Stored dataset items
--

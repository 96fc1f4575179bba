//! Basic types for the core ledger module

use serde::{Deserialize, Serialize};

use crate::error::{CoreError, CoreResult, ErrorSeverity};

/// Item slot number, always within 0-99
#[derive(Debug, Clone, Copy, PartialEq, Eq, PartialOrd, Ord, Hash, Serialize, Deserialize)]
#[serde(try_from = "i64", into = "i64")]
pub struct ItemNumber(u8);

impl ItemNumber {
    /// Lowest item number
    pub const MIN: ItemNumber = ItemNumber(0);
    /// Highest item number
    pub const MAX: ItemNumber = ItemNumber(99);
    /// Number of item slots
    pub const COUNT: usize = 100;

    /// Create an item number, rejecting anything outside 0-99
    pub fn new(value: i64) -> CoreResult<Self> {
        if (Self::MIN.0 as i64..=Self::MAX.0 as i64).contains(&value) {
            Ok(ItemNumber(value as u8))
        } else {
            Err(CoreError::ItemOutOfRange { item: value })
        }
    }

    /// Iterate over every item number in ascending order
    pub fn all() -> impl Iterator<Item = ItemNumber> {
        (Self::MIN.0..=Self::MAX.0).map(ItemNumber)
    }

    pub fn value(&self) -> u8 {
        self.0
    }
}

impl TryFrom<i64> for ItemNumber {
    type Error = CoreError;
    fn try_from(value: i64) -> Result<Self, Self::Error> {
        ItemNumber::new(value)
    }
}

impl From<ItemNumber> for i64 {
    fn from(item: ItemNumber) -> Self {
        item.0 as i64
    }
}

impl std::str::FromStr for ItemNumber {
    type Err = CoreError;
    fn from_str(s: &str) -> Result<Self, Self::Err> {
        let trimmed = s.trim();
        let value = match trimmed.parse::<i64>() {
            Ok(v) => v,
            // Spinners may post "5.0"
            Err(_) => match trimmed.parse::<f64>() {
                Ok(f) if f.is_finite() && f.fract() == 0.0 && f.abs() < 1e15 => f as i64,
                _ => {
                    return Err(CoreError::InvalidItem {
                        input: s.to_string(),
                    })
                }
            },
        };
        ItemNumber::new(value)
    }
}

impl std::fmt::Display for ItemNumber {
    fn fmt(&self, f: &mut std::fmt::Formatter<'_>) -> std::fmt::Result {
        write!(f, "{}", self.0)
    }
}

/// How a notice is presented
#[derive(Debug, Clone, Copy, PartialEq, Eq, Serialize, Deserialize)]
#[serde(rename_all = "lowercase")]
pub enum NoticeLevel {
    /// Amount added
    Success,
    /// Amount deducted
    Info,
    /// Submission ignored
    Warning,
    /// Submission rejected
    Error,
}

impl From<ErrorSeverity> for NoticeLevel {
    fn from(severity: ErrorSeverity) -> Self {
        match severity {
            ErrorSeverity::Warning => NoticeLevel::Warning,
            ErrorSeverity::Error => NoticeLevel::Error,
        }
    }
}

impl std::fmt::Display for NoticeLevel {
    fn fmt(&self, f: &mut std::fmt::Formatter<'_>) -> std::fmt::Result {
        match self {
            NoticeLevel::Success => write!(f, "success"),
            NoticeLevel::Info => write!(f, "info"),
            NoticeLevel::Warning => write!(f, "warning"),
            NoticeLevel::Error => write!(f, "error"),
        }
    }
}

/// User-visible outcome of a form submission
#[derive(Debug, Clone, PartialEq, Serialize, Deserialize)]
pub struct Notice {
    pub level: NoticeLevel,
    pub message: String,
}

impl Notice {
    pub fn new(level: NoticeLevel, message: impl Into<String>) -> Self {
        Self {
            level,
            message: message.into(),
        }
    }
}

#[cfg(test)]
mod tests {
    use super::*;

    #[test]
    fn test_item_number_bounds() {
        assert_eq!(ItemNumber::new(0).unwrap(), ItemNumber::MIN);
        assert_eq!(ItemNumber::new(99).unwrap(), ItemNumber::MAX);
        assert_eq!(ItemNumber::new(100), Err(CoreError::ItemOutOfRange { item: 100 }));
        assert_eq!(ItemNumber::new(-1), Err(CoreError::ItemOutOfRange { item: -1 }));
    }

    #[test]
    fn test_item_number_all() {
        let all: Vec<ItemNumber> = ItemNumber::all().collect();
        assert_eq!(all.len(), ItemNumber::COUNT);
        assert_eq!(all[0], ItemNumber::MIN);
        assert_eq!(all[99], ItemNumber::MAX);
    }

    #[test]
    fn test_item_number_from_str() {
        assert_eq!(" 5 ".parse::<ItemNumber>().unwrap().value(), 5);
        assert_eq!("7.0".parse::<ItemNumber>().unwrap().value(), 7);
        assert_eq!("120".parse::<ItemNumber>(), Err(CoreError::ItemOutOfRange { item: 120 }));
        assert!(matches!("5.5".parse::<ItemNumber>(), Err(CoreError::InvalidItem { .. })));
        assert!(matches!("abc".parse::<ItemNumber>(), Err(CoreError::InvalidItem { .. })));
        assert!(matches!("1e20".parse::<ItemNumber>(), Err(CoreError::InvalidItem { .. })));
        assert!(matches!("".parse::<ItemNumber>(), Err(CoreError::InvalidItem { .. })));
    }

    #[test]
    fn test_item_number_serde() {
        let item: ItemNumber = serde_json::from_str("42").unwrap();
        assert_eq!(item.value(), 42);
        assert_eq!(serde_json::to_string(&item).unwrap(), "42");
        assert!(serde_json::from_str::<ItemNumber>("100").is_err());
    }

    #[test]
    fn test_notice_level_from_severity() {
        assert_eq!(NoticeLevel::from(ErrorSeverity::Warning), NoticeLevel::Warning);
        assert_eq!(NoticeLevel::from(ErrorSeverity::Error), NoticeLevel::Error);
        assert_eq!(NoticeLevel::Success.to_string(), "success");
    }
}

--

Exercise goal: Scan the data above and report each line in which "struct" is present.

Final answer:
pub struct ItemNumber(u8);
pub struct Notice {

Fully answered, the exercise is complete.